For decades, it was believed that Gertrude had perished in Auschwitz. Her name surfaced only in connection with her father, Isidor Stricks, whose tragic fate was marked by the chilling note: “died in a lager” (a Nazi concentration camp). These sparse records reinforced the assumption that young Gertrude had shared the same fate, as extermination camps claimed the most vulnerable first.
Yet Gertrude’s destiny diverged from that of her father. Isidor Stricks, a Polish Jew, fled to Italy from France but was captured near Rome. He was eventually deported and died in the Mauthausen concentration camp. Before his deportation, he managed to pass his five-year-old daughter to Marcella Ficca, an unknown woman standing near the truck carrying him away.
Hidden from the Holocaust
In February 1944, Marcella, who did not speak Polish, took young Trudy under her wing, despite their inability to communicate verbally. Marcella and her husband, Alfredo Monaco, a night doctor at Rome’s Regina Coeli prison, welcomed Trudy into their family, which already included two children. The Monacos were no strangers to courage; they had previously assisted in the daring escapes of prominent Italians Sandro Pertini and Giuseppe Saragat.
Trudy stayed with the Monaco family until June 1944, during which time they sheltered her from the horrors of the Holocaust. Her mother, Fanny Stricks, unaware of her husband’s fate, eventually learned of Trudy’s whereabouts from Rome’s Jewish community. She retrieved her daughter, and the pair sought refuge in a convent, where they lived for a month.

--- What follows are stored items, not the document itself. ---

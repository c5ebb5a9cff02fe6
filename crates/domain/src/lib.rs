//! Domain layer for the order fulfillment system.
//!
//! This crate provides the core domain types and rules:
//! - the order status state machine and its transition table
//! - order, item, and status history entities
//! - quotation pricing math and billing records
//! - recipe lines and ingredient requirement aggregation
//!
//! Everything here is pure data and rules; persistence and external
//! collaborators live in the `store` and `saga` crates.

pub mod billing;
pub mod error;
pub mod order;
pub mod pricing;
pub mod recipe;
pub mod reservation;

pub use billing::{Invoice, PaymentStatus, Quotation, QUOTATION_VALIDITY_DAYS};
pub use error::DomainError;
pub use order::{
    Customizations, Money, NewOrder, NewOrderItem, Order, OrderItem, OrderStatus,
    StatusHistoryEntry, Version,
};
pub use pricing::{CostBreakdown, PricingRates};
pub use recipe::{aggregate_requirements, IngredientRequirement, RecipeLine};
pub use reservation::StockReservation;
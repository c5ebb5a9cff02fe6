//! A small saga runner.
//!
//! A saga is an ordered list of named (action, compensation) pairs.
//! Actions run in order; when one fails, the compensations of every
//! previously completed step run in reverse order before the failure is
//! surfaced. Compensation failures are logged and never replace the
//! original error.

use futures_util::future::BoxFuture;

/// A deferred step action or compensation.
type StepFn<E> = Box<dyn FnOnce() -> BoxFuture<'static, Result<(), E>> + Send>;

struct SagaStep<E> {
    name: String,
    action: StepFn<E>,
    compensation: Option<StepFn<E>>,
}

/// The failure of a saga step, surfaced after compensation has run.
#[derive(Debug)]
pub struct SagaFailure<E> {
    /// Name of the step that failed.
    pub step: String,
    /// The step's error, unchanged by any compensation outcome.
    pub error: E,
}

/// An ordered list of (action, compensation) pairs.
pub struct Saga<E> {
    name: &'static str,
    steps: Vec<SagaStep<E>>,
}

impl<E: std::fmt::Display> Saga<E> {
    /// Creates an empty saga.
    pub fn new(name: &'static str) -> Self {
        Self {
            name,
            steps: Vec::new(),
        }
    }

    /// Appends a step with a compensation.
    pub fn step<A, AF, C, CF>(&mut self, name: impl Into<String>, action: A, compensation: C)
    where
        A: FnOnce() -> AF + Send + 'static,
        AF: Future<Output = Result<(), E>> + Send + 'static,
        C: FnOnce() -> CF + Send + 'static,
        CF: Future<Output = Result<(), E>> + Send + 'static,
    {
        self.steps.push(SagaStep {
            name: name.into(),
            action: Box::new(move || Box::pin(action())),
            compensation: Some(Box::new(move || Box::pin(compensation()))),
        });
    }

    /// Appends a step whose effects need no compensation.
    pub fn step_without_compensation<A, AF>(&mut self, name: impl Into<String>, action: A)
    where
        A: FnOnce() -> AF + Send + 'static,
        AF: Future<Output = Result<(), E>> + Send + 'static,
    {
        self.steps.push(SagaStep {
            name: name.into(),
            action: Box::new(move || Box::pin(action())),
            compensation: None,
        });
    }

    /// Runs the actions in order.
    ///
    /// On the first failure, compensations of the completed steps run in
    /// reverse order and the step's error comes back as a
    /// [`SagaFailure`]. On success the completed saga is returned so the
    /// caller can still unwind if a later commit does not apply.
    pub async fn execute(self) -> Result<CompletedSaga<E>, SagaFailure<E>> {
        let name = self.name;
        let mut completed: Vec<(String, StepFn<E>)> = Vec::new();

        for step in self.steps {
            tracing::debug!(saga = name, step = %step.name, "saga step started");
            match (step.action)().await {
                Ok(()) => {
                    if let Some(compensation) = step.compensation {
                        completed.push((step.name, compensation));
                    }
                }
                Err(error) => {
                    tracing::warn!(saga = name, step = %step.name, %error, "saga step failed");
                    run_compensations(name, completed).await;
                    return Err(SagaFailure {
                        step: step.name,
                        error,
                    });
                }
            }
        }

        Ok(CompletedSaga {
            name,
            compensations: completed,
        })
    }
}

/// A saga whose actions all completed.
///
/// Holds the compensations so a caller can still unwind the side effects
/// when the final, version-checked commit loses to a concurrent writer.
pub struct CompletedSaga<E> {
    name: &'static str,
    compensations: Vec<(String, StepFn<E>)>,
}

impl<E: std::fmt::Display> CompletedSaga<E> {
    /// Unwinds every completed step in reverse order.
    pub async fn compensate(self) {
        run_compensations(self.name, self.compensations).await;
    }
}

async fn run_compensations<E: std::fmt::Display>(name: &str, completed: Vec<(String, StepFn<E>)>) {
    for (step, compensation) in completed.into_iter().rev() {
        if let Err(error) = compensation().await {
            // Never mask the original failure; the unwind keeps going.
            tracing::error!(saga = name, step = %step, %error, "compensation failed");
        } else {
            tracing::debug!(saga = name, step = %step, "compensation applied");
        }
    }
}

#[cfg(test)]
mod tests {
    use super::*;
    use std::sync::atomic::{AtomicU32, Ordering};
    use std::sync::{Arc, Mutex};

    fn record(log: &Arc<Mutex<Vec<&'static str>>>, entry: &'static str) {
        log.lock().unwrap().push(entry);
    }

    #[tokio::test]
    async fn all_steps_run_in_order() {
        let log = Arc::new(Mutex::new(Vec::new()));
        let mut saga: Saga<String> = Saga::new("test");

        for (name, entry) in [("first", "a1"), ("second", "a2")] {
            let action_log = log.clone();
            let comp_log = log.clone();
            saga.step(
                name,
                move || async move {
                    record(&action_log, entry);
                    Ok(())
                },
                move || async move {
                    record(&comp_log, "never");
                    Ok(())
                },
            );
        }

        saga.execute().await.map_err(|f| f.step).unwrap();
        assert_eq!(*log.lock().unwrap(), vec!["a1", "a2"]);
    }

    #[tokio::test]
    async fn failure_compensates_completed_steps_in_reverse() {
        let log = Arc::new(Mutex::new(Vec::new()));
        let mut saga: Saga<String> = Saga::new("test");

        for (name, action_entry, comp_entry) in
            [("first", "a1", "c1"), ("second", "a2", "c2")]
        {
            let action_log = log.clone();
            let comp_log = log.clone();
            saga.step(
                name,
                move || async move {
                    record(&action_log, action_entry);
                    Ok(())
                },
                move || async move {
                    record(&comp_log, comp_entry);
                    Ok(())
                },
            );
        }
        let failed_step_log = log.clone();
        saga.step(
            "third",
            || async { Err("boom".to_string()) },
            move || async move {
                // A failed step must not be compensated.
                record(&failed_step_log, "c3");
                Ok(())
            },
        );

        let failure = saga.execute().await.err().unwrap();
        assert_eq!(failure.step, "third");
        assert_eq!(failure.error, "boom");
        assert_eq!(*log.lock().unwrap(), vec!["a1", "a2", "c2", "c1"]);
    }

    #[tokio::test]
    async fn compensation_failure_does_not_stop_the_unwind() {
        let unwound = Arc::new(AtomicU32::new(0));
        let mut saga: Saga<String> = Saga::new("test");

        let counter = unwound.clone();
        saga.step(
            "first",
            || async { Ok(()) },
            move || async move {
                counter.fetch_add(1, Ordering::SeqCst);
                Ok(())
            },
        );
        saga.step(
            "second",
            || async { Ok(()) },
            || async { Err("compensation down".to_string()) },
        );
        saga.step("third", || async { Err("boom".to_string()) }, || async {
            Ok(())
        });

        let failure = saga.execute().await.err().unwrap();
        // The original error survives a failed compensation...
        assert_eq!(failure.error, "boom");
        // ...and earlier compensations still run.
        assert_eq!(unwound.load(Ordering::SeqCst), 1);
    }

    #[tokio::test]
    async fn completed_saga_can_unwind_later() {
        let unwound = Arc::new(AtomicU32::new(0));
        let mut saga: Saga<String> = Saga::new("test");

        for name in ["first", "second"] {
            let counter = unwound.clone();
            saga.step(
                name,
                || async { Ok(()) },
                move || async move {
                    counter.fetch_add(1, Ordering::SeqCst);
                    Ok(())
                },
            );
        }
        saga.step_without_compensation("commitless", || async { Ok(()) });

        let completed = saga.execute().await.map_err(|f| f.step).unwrap();
        assert_eq!(unwound.load(Ordering::SeqCst), 0);

        completed.compensate().await;
        assert_eq!(unwound.load(Ordering::SeqCst), 2);
    }
}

In July 1944, they joined nearly 1,000 other refugees aboard the ship Gibbons, departing Naples and eventually reaching the United States.
Trudy settled in the US and now has a son, Brian. At 86, her survival is a testament to the acts of solidarity and chance that shaped countless lives during those inhuman years.
Alfredo and Marcella Monaco never stopped searching for Trudy, but they died without knowing whether she had survived. Their heroism is now being formally recognized, as Yad Vashem has initiated procedures to honor them with the title of “Righteous Among the Nations,” Il Messaggero reported.
Lancellotti, who came across Trudy’s story while researching the Monaco family, helped reconnect Trudy with their descendants. The project “Il Civico Giusto” focuses on uncovering acts of solidarity and courage in fascist Italy during the era of racial laws. These stories offer glimpses of humanity and beauty during one of history’s darkest periods.
“A small justice has also been done for Isidor Stricks,” Lancellotti said. While records show that Isidor perished in Mauthausen rather than Auschwitz, at least a place of remembrance exists for him.